Um desses casos é OMAC, cuja sigla significa One Man Army Corps — algo como “Força Armada de Um Homem Só”. A série foi lançada pela DC Comics em 1974 e representava uma das ideias mais ousadas do autor: um herói futurista criado para atuar como uma força militar inteira sozinho.
Embora tenha durado pouco tempo nas bancas, OMAC tornou-se uma obra cult entre fãs de ficção científica e admiradores do trabalho de Kirby.
Um futuro estranho e inquietante
Diferente de muitos super-heróis da época, OMAC não vivia no presente. Kirby imaginou um futuro próximo marcado por avanços tecnológicos extremos e por uma sociedade aparentemente pacífica, mas cheia de tensões escondidas.
Nesse mundo, guerras tradicionais praticamente deixaram de existir. As nações preferem resolver conflitos por meios indiretos e tecnológicos. Ao mesmo tempo, grandes corporações e bilionários exercem enorme influência sobre a sociedade, muitas vezes usando ciência avançada para fins egoístas.
Kirby aproveitou esse cenário para criar histórias que misturavam ação, ficção científica e crítica social — algo bastante ousado para um título de super-herói nos anos 1970.
Buddy Blank: um homem comum
No centro da história está Buddy Blank, um homem simples que trabalha em uma agência global responsável por manter a ordem mundial.
Buddy não tem nada de extraordinário. Pelo contrário: sua vida é marcada por rotina e certa frustração pessoal. Essa escolha narrativa era típica de Kirby, que gostava de mostrar personagens comuns sendo lançados em situações extraordinárias.
Tudo muda quando entra em ação o misterioso satélite conhecido como Brother Eye.
A transformação em OMAC
Brother Eye é uma poderosa inteligência artificial em órbita ao redor da Terra. Criado para monitorar ameaças globais, o satélite tem a capacidade de transformar Buddy Blank em algo muito mais poderoso.
Quando necessário, o sistema ativa um processo que altera temporariamente o corpo de Buddy, convertendo-o em OMAC, um agente super-humano dotado de força ampliada, resistência extraordinária e acesso a tecnologia avançada.
Assim nasce o chamado “exército de um homem só”.
Como OMAC, Buddy passa a atuar em missões perigosas contra cientistas loucos, tiranos tecnológicos e conspiradores que ameaçam o equilíbrio mundial.
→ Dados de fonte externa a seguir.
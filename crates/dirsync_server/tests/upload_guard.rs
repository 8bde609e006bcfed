//! Uploads the server did not ask for are declined and never stored.

use dirsync_engine::{MockTransport, StatusAnalyzer, OPERATION_LOG};
use dirsync_protocol::{
    now, FileDataMessage, FileDescriptorAckMessage, FileDescriptorMessage, FileEndAckMessage,
    FileEndMessage, FileInfo, FileListMessage, FileSyncMessage, StatusAck, SyncEndMessage,
    WireMessage,
};
use dirsync_server::{run_backup, run_two_way, MirrorPolicy, Session};
use std::fs;
use tempfile::tempdir;

fn descriptor(path: &str, size: u64) -> WireMessage {
    let t = now();
    FileDescriptorMessage {
        file: FileInfo::new(path, size, t, t),
    }
    .into()
}

fn declined(sent: &[WireMessage]) -> Vec<String> {
    sent.iter()
        .filter_map(|message| match message {
            WireMessage::FileDescriptorAck(ack) if !ack.ready => Some(ack.relative_path.clone()),
            _ => None,
        })
        .collect()
}

#[test]
fn two_way_declines_unrequested_uploads() {
    let dir = tempdir().unwrap();
    let root = dir.path().join("shared");
    fs::create_dir_all(&root).unwrap();
    fs::write(root.join("a.txt"), b"alpha").unwrap();
    let session = Session {
        root: root.clone(),
        block_size: 1024,
        dry_run: false,
    };

    let mut mock = MockTransport::with_script([
        WireMessage::FileSync(FileSyncMessage::single(Vec::new())),
        // Declined: the client is expected to move on without sending data.
        descriptor(OPERATION_LOG, 7),
        descriptor("extra.txt", 5),
        WireMessage::FileSyncAck(StatusAck::ok()),
        WireMessage::StartRestore,
        FileDescriptorAckMessage::ready("a.txt").into(),
        WireMessage::FileDataAck,
        FileEndAckMessage::ok("a.txt").into(),
        WireMessage::SyncEndAck(StatusAck::ok()),
    ]);

    let stats = run_two_way(&mut mock, &session).unwrap();
    assert_eq!(stats.files_transferred, 1);
    assert_eq!(declined(mock.sent()), vec![OPERATION_LOG, "extra.txt"]);
    assert!(!root.join("extra.txt").exists());

    // The log is intact and still readable.
    let analyzer = StatusAnalyzer::new(&root);
    assert!(analyzer.analyze().unwrap().is_empty());
    assert!(analyzer.latest_entries().unwrap().contains_key("a.txt"));
}

#[test]
fn backup_declines_state_files() {
    let dir = tempdir().unwrap();
    let root = dir.path().join("store");
    let session = Session {
        root: root.clone(),
        block_size: 1024,
        dry_run: false,
    };
    let t = now();
    let list = FileListMessage::single(vec![FileInfo::new("a.txt", 5, t, t)], true);

    let mut mock = MockTransport::with_script([
        descriptor(OPERATION_LOG, 7),
        descriptor("a.txt", 5),
        FileDataMessage {
            relative_path: "a.txt".into(),
            block_number: 0,
            total_blocks: 1,
            data: b"alpha".to_vec(),
        }
        .into(),
        FileEndMessage {
            relative_path: "a.txt".into(),
            file: None,
        }
        .into(),
        SyncEndMessage {
            is_backup: true,
            files_transferred: 1,
            files_deleted: 0,
        }
        .into(),
    ]);

    let stats = run_backup(&mut mock, &session, &MirrorPolicy, list).unwrap();
    assert_eq!(stats.files_transferred, 1);
    assert_eq!(declined(mock.sent()), vec![OPERATION_LOG]);
    assert!(!root.join(OPERATION_LOG).exists());
    assert_eq!(fs::read(root.join("a.txt")).unwrap(), b"alpha");
}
Ideias muito à frente do seu tempo
Mesmo com apenas oito edições publicadas entre 1974 e 1975, a série apresentou conceitos surpreendentemente modernos.
Kirby imaginou um mundo com elementos que hoje parecem familiares:
vigilância global feita por inteligência artificial
super-tecnologia controlada por corporações
armas futuristas capazes de alterar a realidade
milionários criando cidades artificiais ou projetos absurdos para diversão
Esses elementos fazem com que muitos leitores considerem OMAC um precursor de ideias que mais tarde se tornariam comuns na ficção científica e até no chamado cyberpunk.
Além disso, Kirby também inseriu críticas sociais disfarçadas nas histórias. Muitas tramas mostravam como o avanço tecnológico poderia ser usado de forma irresponsável por pessoas poderosas.
Por Trás dos Quadrinhos | OMAC, O EXÉRCITO DE UM HOMEM SÓ - 1974
O cancelamento precoce
Apesar da criatividade, a revista não conseguiu manter boas vendas. A série acabou sendo cancelada após apenas oito edições, tornando-se mais um daqueles projetos cult que ganharam reconhecimento somente anos depois.
Ainda assim, o personagem jamais desapareceu completamente do universo da DC.
Ao longo das décadas, OMAC voltou a aparecer em diferentes histórias e reinterpretações. Uma das mais conhecidas ocorreu durante eventos ligados à saga Infinite Crisis, quando o conceito foi reformulado de maneira bem mais sombria, apresentando um exército de ciborgues controlados por Brother Eye.
O legado de um herói peculiar
Hoje, OMAC é lembrado como uma das ideias mais curiosas da fase de Jack Kirby na DC Comics. Embora nunca tenha alcançado a popularidade de outros personagens da editora, o conceito continua sendo admirado por fãs de quadrinhos clássicos.
A mistura de ficção científica, crítica social e ação explosiva mostra claramente a marca criativa de Kirby: imaginar mundos estranhos, exagerados e cheios de possibilidades.
Para quem gosta de explorar as obras menos conhecidas dos grandes mestres dos quadrinhos, OMAC permanece como uma leitura fascinante — uma pequena série que prova como a imaginação de Jack Kirby parecia sempre vários passos à frente de seu tempo.